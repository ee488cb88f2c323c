//! Viewport size, projection and the resize reactor

use glam::Mat4;
use serde::{Deserialize, Serialize};
use tracing::debug;

use crate::config::{CameraConfig, RenderConfig};

/// Viewport in CSS pixels plus the device pixel ratio reported by the host
#[derive(Debug, Clone, Copy, PartialEq, Serialize, Deserialize)]
pub struct ViewportSize {
    pub width: f32,
    pub height: f32,
    pub device_pixel_ratio: f32,
}

impl ViewportSize {
    pub fn new(width: f32, height: f32, device_pixel_ratio: f32) -> Self {
        Self {
            width,
            height,
            device_pixel_ratio,
        }
    }

    pub fn aspect(&self) -> f32 {
        self.width / self.height
    }
}

/// Size of a pixel-dimensioned render buffer
#[derive(Debug, Clone, Copy, PartialEq, Eq, Serialize, Deserialize)]
pub struct BufferSize {
    pub width: u32,
    pub height: u32,
}

/// Perspective projection parameters
#[derive(Debug, Clone, Copy, PartialEq, Serialize, Deserialize)]
pub struct Projection {
    /// Vertical field of view in radians
    pub fov_y: f32,
    pub aspect: f32,
    pub near: f32,
    pub far: f32,
}

impl Projection {
    pub fn new(config: &CameraConfig, aspect: f32) -> Self {
        Self {
            fov_y: config.fov_degrees.to_radians(),
            aspect,
            near: config.near,
            far: config.far,
        }
    }

    /// Right-handed, OpenGL-style clip space (depth -1..1)
    pub fn matrix(&self) -> Mat4 {
        Mat4::perspective_rh_gl(self.fov_y, self.aspect, self.near, self.far)
    }
}

/// Anything holding pixel-sized buffers that must follow the viewport
pub trait ViewportSink {
    fn resize(&mut self, viewport: &ViewportSize, buffer: BufferSize);
}

/// What a resize produced
#[derive(Debug, Clone, Copy, PartialEq)]
pub struct ResizeOutcome {
    pub aspect: f32,
    pub buffer: BufferSize,
    pub changed: bool,
}

/// Recomputes projection and buffer sizes when the viewport changes
#[derive(Debug, Clone)]
pub struct ResizeReactor {
    max_pixel_ratio: f32,
    last: Option<ViewportSize>,
}

impl ResizeReactor {
    pub fn new(render: &RenderConfig) -> Self {
        Self {
            max_pixel_ratio: render.max_pixel_ratio,
            last: None,
        }
    }

    /// Pixel ratio actually used for buffers
    pub fn effective_pixel_ratio(&self, viewport: &ViewportSize) -> f32 {
        viewport.device_pixel_ratio.min(self.max_pixel_ratio)
    }

    pub fn buffer_size(&self, viewport: &ViewportSize) -> BufferSize {
        let ratio = self.effective_pixel_ratio(viewport);
        BufferSize {
            width: ((viewport.width * ratio).round() as u32).max(1),
            height: ((viewport.height * ratio).round() as u32).max(1),
        }
    }

    /// Handle one viewport notification. Every call is processed; sinks are
    /// only touched when the size actually differs from the last one seen.
    pub fn handle(
        &mut self,
        viewport: ViewportSize,
        projection: &mut Projection,
        sinks: &mut [&mut dyn ViewportSink],
    ) -> ResizeOutcome {
        let aspect = viewport.aspect();
        let buffer = self.buffer_size(&viewport);
        let changed = self.last != Some(viewport);

        projection.aspect = aspect;

        if changed {
            debug!(
                width = viewport.width,
                height = viewport.height,
                buffer_width = buffer.width,
                buffer_height = buffer.height,
                "Viewport resized"
            );
            for sink in sinks.iter_mut() {
                sink.resize(&viewport, buffer);
            }
            self.last = Some(viewport);
        }

        ResizeOutcome {
            aspect,
            buffer,
            changed,
        }
    }

    pub fn last_viewport(&self) -> Option<ViewportSize> {
        self.last
    }
}

#[cfg(test)]
mod tests {
    use super::*;

    #[derive(Default)]
    struct RecordingSink {
        calls: Vec<BufferSize>,
    }

    impl ViewportSink for RecordingSink {
        fn resize(&mut self, _viewport: &ViewportSize, buffer: BufferSize) {
            self.calls.push(buffer);
        }
    }

    #[test]
    fn test_resize_updates_aspect_and_buffers() {
        let mut reactor = ResizeReactor::new(&RenderConfig::default());
        let mut projection = Projection::new(&CameraConfig::default(), 1.0);
        let mut scene = RecordingSink::default();
        let mut overlay = RecordingSink::default();

        let outcome = reactor.handle(
            ViewportSize::new(1600.0, 900.0, 1.0),
            &mut projection,
            &mut [&mut scene, &mut overlay],
        );

        assert!(outcome.changed);
        assert!((projection.aspect - 16.0 / 9.0).abs() < 1e-6);
        assert_eq!(scene.calls, vec![BufferSize { width: 1600, height: 900 }]);
        assert_eq!(overlay.calls.len(), 1);
    }

    #[test]
    fn test_resize_is_idempotent() {
        let mut reactor = ResizeReactor::new(&RenderConfig::default());
        let mut projection = Projection::new(&CameraConfig::default(), 1.0);
        let mut sink = RecordingSink::default();
        let viewport = ViewportSize::new(800.0, 600.0, 1.5);

        let first = reactor.handle(viewport, &mut projection, &mut [&mut sink]);
        let aspect_after_first = projection.aspect;
        let second = reactor.handle(viewport, &mut projection, &mut [&mut sink]);

        assert!(first.changed);
        assert!(!second.changed);
        assert_eq!(first.buffer, second.buffer);
        assert_eq!(projection.aspect, aspect_after_first);
        assert_eq!(sink.calls.len(), 1);
    }

    #[test]
    fn test_pixel_ratio_is_capped() {
        let reactor = ResizeReactor::new(&RenderConfig::default());
        let retina = ViewportSize::new(400.0, 300.0, 3.0);
        assert_eq!(reactor.effective_pixel_ratio(&retina), 2.0);
        assert_eq!(reactor.buffer_size(&retina), BufferSize { width: 800, height: 600 });

        let low = ViewportSize::new(400.0, 300.0, 0.5);
        assert_eq!(reactor.effective_pixel_ratio(&low), 0.5);
        assert_eq!(reactor.buffer_size(&low), BufferSize { width: 200, height: 150 });
    }

    #[test]
    fn test_tiny_viewport_keeps_one_pixel() {
        let reactor = ResizeReactor::new(&RenderConfig::default());
        let tiny = ViewportSize::new(1.0, 1.0, 0.25);
        assert_eq!(reactor.buffer_size(&tiny), BufferSize { width: 1, height: 1 });
    }

    #[test]
    fn test_projection_matrix_uses_fov() {
        let projection = Projection::new(&CameraConfig::default(), 2.0);
        let m = projection.matrix();
        let focal = 1.0 / (55.0_f32.to_radians() / 2.0).tan();
        assert!((m.y_axis.y - focal).abs() < 1e-5);
        assert!((m.x_axis.x - focal / 2.0).abs() < 1e-5);
    }
}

------------

» **WORK TASK**: Where the string "RecordingSink" occurs in the data, return the whole line.

» **RESULT**:
    struct RecordingSink {
    impl ViewportSink for RecordingSink {
        let mut scene = RecordingSink::default();
        let mut overlay = RecordingSink::default();
        let mut sink = RecordingSink::default();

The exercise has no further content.